Tuesday, January 31, 2012

me? angry?

Anger, disappointment, frustration and feelings of being let down can sometimes creep out of nowhere. This happens to me a lot. I will be fine, thinking I have a pretty good hold on things and then the rug just comes right out from under me.

This happened this past weekend. As I watched my son struggle all day Saturday with itchy skin, all the while knowing we were doing everything we could to stop that, I felt waves of emotions I didn't realize were there, surface. At one point I just burst in to tears and sobbed behind the open refrigerator door. (it's a good hiding place)

Sure, I've had my very emotional moments when I've watched him suffer or I'll get frustrated when I can't stop him from scratching and he is crying....but this totally took me off guard.

Sunday, at church, while the service wasn't specifically about this, during the closing songs, I was hit with the realization that I was angry. Angry at myself for maybe causing this eczema more in Lucas due to antibiotics I took while pregnant and other things, and angry mostly with God because he still has eczema. I firmly believe that God is Sovereign and the Ultimate Healer, but I think recently, I've been taking things more into my own hands so when I don't see results, I by default, blame God.

And I think more than being angry with the fact that Lucas still has eczema, I have been feeling more forgotten by God.

The song that literally drove me to a sitting position at church was one of my all time favorites, a song by John Mark McMillan, "how he loves"

What a beautiful reminder that God hasn't forgotten and that in due time, Lucas will have relief.
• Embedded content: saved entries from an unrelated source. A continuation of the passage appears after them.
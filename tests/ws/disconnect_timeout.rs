use std::time::Duration;

use crate::common::TestServer;

/// Scenario 3 (spec §8): a disconnect after at least one move starts the
/// opponent's wait, and an unanswered disconnect finalizes the game in the
/// opponent's favor with ratings updated.
#[tokio::test]
async fn disconnect_timeout_awards_opponent() {
    let server = TestServer::start_with_timeouts(15, 1).await;
    let game_id = server.create_started_game(60).await;

    let mut white = server.ws_white().await;
    let mut black = server.ws_black().await;

    white.make_move(game_id, "e4").await;
    white.recv_type("game_updated").await;
    black.recv_type("game_updated").await;

    white.close().await;

    let disconnected = black.recv_type("opp_disconnected").await;
    assert_eq!(disconnected["wait_time"], 1);

    let ended = black.recv_type_timeout("game_ended", Duration::from_secs(5)).await;
    assert_eq!(ended["result"], "won");
    assert_eq!(ended["reason"], "White player disconnected. Black won.");
    assert_eq!(ended["rating_delta"], 20);

    let white_user = server.reload_user(server.white_id).await;
    let black_user = server.reload_user(server.black_id).await;
    assert_eq!(white_user.rating, 1180);
    assert_eq!(black_user.rating, 1220);

    let game = server.reload_game(game_id).await;
    assert_eq!(game.result, "0-1");
}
That God is jealous for us and cares so deeply for his children, most of all the least of these, like Lucas. I'll quickly admit that I sobbed right there in my chair and had quite the red face after church....but how good He is to send that gentle reminder that was also such an overwhelming embrace.

If you haven't heard the song before, please check it out on youtube HERE

I hope it blesses your heart as much as it has mine.